__EXERCISE BRIEF__
Pick each line that has "specified" out of the records.

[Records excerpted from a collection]
==========

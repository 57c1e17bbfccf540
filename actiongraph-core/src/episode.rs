//! Episode formatting.
//!
//! Each tracked event becomes one free-text episode plus an ordered list of
//! entity-name hints. The backend decides what to do with both; this module
//! only interpolates fields.

use chrono::{DateTime, SecondsFormat, Utc};
use serde::{Deserialize, Serialize};
use serde_json::{Map, Value};

use crate::models::timestamp::unix_seconds;
use crate::models::{ActionResult, Session, UIAction};

/// Source label attached to every episode this service writes.
pub const EPISODE_SOURCE: &str = "ui-ae-desktop";

#[derive(Debug, Clone, PartialEq, Serialize, Deserialize)]
pub struct Episode {
    pub name: String,
    pub content: String,
    pub entity_names: Vec<String>,
    pub source: String,
    pub reference_time: Option<DateTime<Utc>>,
}

/// Label used to tie entities and episodes to one session.
pub fn session_tag(session_id: &str) -> String {
    format!("session_{}", session_id)
}

/// Identifier returned to the caller for a tracked action.
pub fn action_id(action: &UIAction) -> String {
    format!("{}_{}", action.session_id, unix_seconds(&action.timestamp))
}

fn iso(ts: &DateTime<Utc>) -> String {
    ts.to_rfc3339_opts(SecondsFormat::Micros, true)
}

fn render_map(map: &Map<String, Value>) -> String {
    Value::Object(map.clone()).to_string()
}

impl Episode {
    fn new(name: String, content: String, entity_names: Vec<String>) -> Self {
        Self {
            name,
            content,
            entity_names,
            source: EPISODE_SOURCE.to_string(),
            reference_time: None,
        }
    }

    fn at(mut self, reference_time: DateTime<Utc>) -> Self {
        self.reference_time = Some(reference_time);
        self
    }

    pub fn from_action(action: &UIAction) -> Self {
        let target = action
            .target_element
            .as_ref()
            .map(render_map)
            .unwrap_or_else(|| "None".to_string());

        let content = [
            format!("Action: {}", action.action_type),
            format!("Inputs: {}", render_map(&action.action_inputs)),
            format!("Target: {}", target),
            format!(
                "User Intent: {}",
                action.user_intent.as_deref().unwrap_or("Not specified")
            ),
            format!("Session: {}", action.session_id),
            format!("Time: {}", iso(&action.timestamp)),
        ]
        .join("\n");

        let mut entity_names = vec![action.action_type.clone(), session_tag(&action.session_id)];
        if let Some(name) = action.target_name() {
            entity_names.push(name.to_string());
        }

        Episode::new(
            format!("{}_{}", action.action_type, unix_seconds(&action.timestamp)),
            content,
            entity_names,
        )
        .at(action.timestamp)
    }

    pub fn from_result(result: &ActionResult) -> Self {
        let content = [
            format!("Action Result: {}", result.action_id),
            format!("Success: {}", result.success),
            format!("Error: {}", result.error_message.as_deref().unwrap_or("None")),
            format!("Execution Time: {}ms", result.execution_time_ms),
        ]
        .join("\n");

        let mut entity_names = vec![
            format!("action_{}", result.action_id),
            "action_result".to_string(),
        ];
        if !result.success {
            entity_names.push("error".to_string());
        }

        Episode::new(format!("result_{}", result.action_id), content, entity_names)
    }

    pub fn session_start(session: &Session) -> Self {
        let content = [
            format!("New Session Started: {}", session.session_id),
            format!("User: {}", session.user_id.as_deref().unwrap_or("Anonymous")),
            format!("Goal: {}", session.goal.as_deref().unwrap_or("Not specified")),
            format!("Start Time: {}", iso(&session.start_time)),
        ]
        .join("\n");

        Episode::new(
            format!("session_start_{}", session.session_id),
            content,
            vec![session_tag(&session.session_id), "session_start".to_string()],
        )
        .at(session.start_time)
    }

    pub fn session_end(session_id: &str, end_time: DateTime<Utc>) -> Self {
        let content = [
            format!("Session Ended: {}", session_id),
            format!("End Time: {}", iso(&end_time)),
        ]
        .join("\n");

        Episode::new(
            format!("session_end_{}", session_id),
            content,
            vec![session_tag(session_id), "session_end".to_string()],
        )
        .at(end_time)
    }
}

==========

__EXERCISE SOLUTION__
                action.user_intent.as_deref().unwrap_or("Not specified")
            format!("Goal: {}", session.goal.as_deref().unwrap_or("Not specified")),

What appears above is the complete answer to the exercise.